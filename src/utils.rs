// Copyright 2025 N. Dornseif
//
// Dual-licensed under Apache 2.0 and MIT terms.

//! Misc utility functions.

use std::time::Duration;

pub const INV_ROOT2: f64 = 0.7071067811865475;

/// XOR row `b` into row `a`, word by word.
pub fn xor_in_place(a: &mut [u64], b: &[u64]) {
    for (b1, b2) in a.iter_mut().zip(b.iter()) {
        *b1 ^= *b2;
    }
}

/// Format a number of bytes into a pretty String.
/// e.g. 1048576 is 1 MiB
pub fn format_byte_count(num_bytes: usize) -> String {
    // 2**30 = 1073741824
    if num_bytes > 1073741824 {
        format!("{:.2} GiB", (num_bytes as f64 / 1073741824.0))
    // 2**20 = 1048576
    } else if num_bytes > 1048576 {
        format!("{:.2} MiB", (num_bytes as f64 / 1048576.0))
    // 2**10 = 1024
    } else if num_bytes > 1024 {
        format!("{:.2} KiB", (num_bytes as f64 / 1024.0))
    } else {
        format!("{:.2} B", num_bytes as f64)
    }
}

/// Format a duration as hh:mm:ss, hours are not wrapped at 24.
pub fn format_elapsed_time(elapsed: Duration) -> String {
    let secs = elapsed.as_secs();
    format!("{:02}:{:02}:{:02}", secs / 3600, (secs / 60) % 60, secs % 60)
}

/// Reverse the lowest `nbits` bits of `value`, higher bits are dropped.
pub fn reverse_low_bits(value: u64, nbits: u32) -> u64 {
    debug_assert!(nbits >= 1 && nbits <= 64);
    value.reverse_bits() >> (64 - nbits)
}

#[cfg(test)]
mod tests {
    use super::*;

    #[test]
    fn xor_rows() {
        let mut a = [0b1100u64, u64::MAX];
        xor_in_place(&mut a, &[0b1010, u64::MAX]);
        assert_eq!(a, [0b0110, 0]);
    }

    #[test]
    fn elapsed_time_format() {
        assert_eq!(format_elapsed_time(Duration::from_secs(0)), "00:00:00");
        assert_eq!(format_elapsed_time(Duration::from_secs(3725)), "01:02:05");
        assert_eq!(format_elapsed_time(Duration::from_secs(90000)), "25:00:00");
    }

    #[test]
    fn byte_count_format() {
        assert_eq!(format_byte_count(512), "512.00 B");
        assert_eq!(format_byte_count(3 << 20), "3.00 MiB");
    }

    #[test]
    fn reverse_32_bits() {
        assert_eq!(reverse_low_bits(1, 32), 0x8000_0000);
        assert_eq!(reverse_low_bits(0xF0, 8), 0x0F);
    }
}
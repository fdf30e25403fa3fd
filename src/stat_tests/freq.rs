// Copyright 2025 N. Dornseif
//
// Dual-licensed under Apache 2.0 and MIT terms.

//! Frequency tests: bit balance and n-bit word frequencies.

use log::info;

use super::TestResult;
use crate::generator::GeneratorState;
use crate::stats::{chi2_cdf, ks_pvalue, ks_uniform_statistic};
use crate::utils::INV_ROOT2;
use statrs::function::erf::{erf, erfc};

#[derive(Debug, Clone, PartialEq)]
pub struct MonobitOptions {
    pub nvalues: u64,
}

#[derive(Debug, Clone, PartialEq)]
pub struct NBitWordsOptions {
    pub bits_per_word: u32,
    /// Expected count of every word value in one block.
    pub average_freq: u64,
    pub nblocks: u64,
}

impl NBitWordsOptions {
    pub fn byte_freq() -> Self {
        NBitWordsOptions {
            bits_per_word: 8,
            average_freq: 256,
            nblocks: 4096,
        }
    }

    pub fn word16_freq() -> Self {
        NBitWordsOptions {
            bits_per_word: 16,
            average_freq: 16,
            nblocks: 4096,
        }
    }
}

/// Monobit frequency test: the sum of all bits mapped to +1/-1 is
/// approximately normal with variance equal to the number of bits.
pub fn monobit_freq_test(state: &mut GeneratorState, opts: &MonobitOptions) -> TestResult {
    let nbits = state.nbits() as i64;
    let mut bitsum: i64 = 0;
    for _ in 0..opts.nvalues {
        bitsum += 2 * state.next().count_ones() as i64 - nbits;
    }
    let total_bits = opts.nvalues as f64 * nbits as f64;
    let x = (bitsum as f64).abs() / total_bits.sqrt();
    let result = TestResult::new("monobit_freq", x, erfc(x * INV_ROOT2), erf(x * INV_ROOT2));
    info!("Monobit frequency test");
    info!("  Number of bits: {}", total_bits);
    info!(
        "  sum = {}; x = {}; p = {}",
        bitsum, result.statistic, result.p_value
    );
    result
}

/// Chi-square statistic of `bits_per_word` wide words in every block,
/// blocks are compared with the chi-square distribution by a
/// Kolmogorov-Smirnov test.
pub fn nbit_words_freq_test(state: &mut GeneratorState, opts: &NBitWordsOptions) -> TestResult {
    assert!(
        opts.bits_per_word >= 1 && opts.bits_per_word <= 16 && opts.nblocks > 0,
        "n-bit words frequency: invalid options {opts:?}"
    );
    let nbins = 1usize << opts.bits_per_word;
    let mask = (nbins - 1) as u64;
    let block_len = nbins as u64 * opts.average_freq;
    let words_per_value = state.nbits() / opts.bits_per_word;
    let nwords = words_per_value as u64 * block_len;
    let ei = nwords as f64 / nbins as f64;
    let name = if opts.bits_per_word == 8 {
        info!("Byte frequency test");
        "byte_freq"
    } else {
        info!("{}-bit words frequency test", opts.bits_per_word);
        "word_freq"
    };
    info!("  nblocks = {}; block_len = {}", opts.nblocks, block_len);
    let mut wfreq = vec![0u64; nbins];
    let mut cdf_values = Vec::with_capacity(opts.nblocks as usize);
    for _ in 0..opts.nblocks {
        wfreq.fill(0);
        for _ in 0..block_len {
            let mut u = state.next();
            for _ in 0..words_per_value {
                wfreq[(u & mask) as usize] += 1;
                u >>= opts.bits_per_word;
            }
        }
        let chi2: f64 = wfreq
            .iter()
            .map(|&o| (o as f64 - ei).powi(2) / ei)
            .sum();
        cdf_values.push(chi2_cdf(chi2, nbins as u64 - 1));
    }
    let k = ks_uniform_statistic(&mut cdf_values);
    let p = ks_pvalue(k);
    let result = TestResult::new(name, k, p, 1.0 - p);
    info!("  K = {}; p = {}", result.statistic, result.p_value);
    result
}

++++

Problem description: The records above are to be copied in full, exactly as written.

Written answer:
filename src/utils.rs
// Copyright 2025 N. Dornseif
//
// Dual-licensed under Apache 2.0 and MIT terms.

//! Misc utility functions.

use std::time::Duration;

pub const INV_ROOT2: f64 = 0.7071067811865475;

/// XOR row `b` into row `a`, word by word.
pub fn xor_in_place(a: &mut [u64], b: &[u64]) {
    for (b1, b2) in a.iter_mut().zip(b.iter()) {
        *b1 ^= *b2;
    }
}

/// Format a number of bytes into a pretty String.
/// e.g. 1048576 is 1 MiB
pub fn format_byte_count(num_bytes: usize) -> String {
    // 2**30 = 1073741824
    if num_bytes > 1073741824 {
        format!("{:.2} GiB", (num_bytes as f64 / 1073741824.0))
    // 2**20 = 1048576
    } else if num_bytes > 1048576 {
        format!("{:.2} MiB", (num_bytes as f64 / 1048576.0))
    // 2**10 = 1024
    } else if num_bytes > 1024 {
        format!("{:.2} KiB", (num_bytes as f64 / 1024.0))
    } else {
        format!("{:.2} B", num_bytes as f64)
    }
}

/// Format a duration as hh:mm:ss, hours are not wrapped at 24.
pub fn format_elapsed_time(elapsed: Duration) -> String {
    let secs = elapsed.as_secs();
    format!("{:02}:{:02}:{:02}", secs / 3600, (secs / 60) % 60, secs % 60)
}

/// Reverse the lowest `nbits` bits of `value`, higher bits are dropped.
pub fn reverse_low_bits(value: u64, nbits: u32) -> u64 {
    debug_assert!(nbits >= 1 && nbits <= 64);
    value.reverse_bits() >> (64 - nbits)
}

#[cfg(test)]
mod tests {
    use super::*;

    #[test]
    fn xor_rows() {
        let mut a = [0b1100u64, u64::MAX];
        xor_in_place(&mut a, &[0b1010, u64::MAX]);
        assert_eq!(a, [0b0110, 0]);
    }

    #[test]
    fn elapsed_time_format() {
        assert_eq!(format_elapsed_time(Duration::from_secs(0)), "00:00:00");
        assert_eq!(format_elapsed_time(Duration::from_secs(3725)), "01:02:05");
        assert_eq!(format_elapsed_time(Duration::from_secs(90000)), "25:00:00");
    }

    #[test]
    fn byte_count_format() {
        assert_eq!(format_byte_count(512), "512.00 B");
        assert_eq!(format_byte_count(3 << 20), "3.00 MiB");
    }

    #[test]
    fn reverse_32_bits() {
        assert_eq!(reverse_low_bits(1, 32), 0x8000_0000);
        assert_eq!(reverse_low_bits(0xF0, 8), 0x0F);
    }
}
repository fdf30e25403fa3fd
filename src/stat_tests/freq.rs
// Copyright 2025 N. Dornseif
//
// Dual-licensed under Apache 2.0 and MIT terms.

//! Frequency tests: bit balance and n-bit word frequencies.

use log::info;

use super::TestResult;
use crate::generator::GeneratorState;
use crate::stats::{chi2_cdf, ks_pvalue, ks_uniform_statistic};
use crate::utils::INV_ROOT2;
use statrs::function::erf::{erf, erfc};

#[derive(Debug, Clone, PartialEq)]
pub struct MonobitOptions {
    pub nvalues: u64,
}

#[derive(Debug, Clone, PartialEq)]
pub struct NBitWordsOptions {
    pub bits_per_word: u32,
    /// Expected count of every word value in one block.
    pub average_freq: u64,
    pub nblocks: u64,
}

impl NBitWordsOptions {
    pub fn byte_freq() -> Self {
        NBitWordsOptions {
            bits_per_word: 8,
            average_freq: 256,
            nblocks: 4096,
        }
    }

    pub fn word16_freq() -> Self {
        NBitWordsOptions {
            bits_per_word: 16,
            average_freq: 16,
            nblocks: 4096,
        }
    }
}

/// Monobit frequency test: the sum of all bits mapped to +1/-1 is
/// approximately normal with variance equal to the number of bits.
pub fn monobit_freq_test(state: &mut GeneratorState, opts: &MonobitOptions) -> TestResult {
    let nbits = state.nbits() as i64;
    let mut bitsum: i64 = 0;
    for _ in 0..opts.nvalues {
        bitsum += 2 * state.next().count_ones() as i64 - nbits;
    }
    let total_bits = opts.nvalues as f64 * nbits as f64;
    let x = (bitsum as f64).abs() / total_bits.sqrt();
    let result = TestResult::new("monobit_freq", x, erfc(x * INV_ROOT2), erf(x * INV_ROOT2));
    info!("Monobit frequency test");
    info!("  Number of bits: {}", total_bits);
    info!(
        "  sum = {}; x = {}; p = {}",
        bitsum, result.statistic, result.p_value
    );
    result
}

/// Chi-square statistic of `bits_per_word` wide words in every block,
/// blocks are compared with the chi-square distribution by a
/// Kolmogorov-Smirnov test.
pub fn nbit_words_freq_test(state: &mut GeneratorState, opts: &NBitWordsOptions) -> TestResult {
    assert!(
        opts.bits_per_word >= 1 && opts.bits_per_word <= 16 && opts.nblocks > 0,
        "n-bit words frequency: invalid options {opts:?}"
    );
    let nbins = 1usize << opts.bits_per_word;
    let mask = (nbins - 1) as u64;
    let block_len = nbins as u64 * opts.average_freq;
    let words_per_value = state.nbits() / opts.bits_per_word;
    let nwords = words_per_value as u64 * block_len;
    let ei = nwords as f64 / nbins as f64;
    let name = if opts.bits_per_word == 8 {
        info!("Byte frequency test");
        "byte_freq"
    } else {
        info!("{}-bit words frequency test", opts.bits_per_word);
        "word_freq"
    };
    info!("  nblocks = {}; block_len = {}", opts.nblocks, block_len);
    let mut wfreq = vec![0u64; nbins];
    let mut cdf_values = Vec::with_capacity(opts.nblocks as usize);
    for _ in 0..opts.nblocks {
        wfreq.fill(0);
        for _ in 0..block_len {
            let mut u = state.next();
            for _ in 0..words_per_value {
                wfreq[(u & mask) as usize] += 1;
                u >>= opts.bits_per_word;
            }
        }
        let chi2: f64 = wfreq
            .iter()
            .map(|&o| (o as f64 - ei).powi(2) / ei)
            .sum();
        cdf_values.push(chi2_cdf(chi2, nbins as u64 - 1));
    }
    let k = ks_uniform_statistic(&mut cdf_values);
    let p = ks_pvalue(k);
    let result = TestResult::new(name, k, p, 1.0 - p);
    info!("  K = {}; p = {}", result.statistic, result.p_value);
    result
}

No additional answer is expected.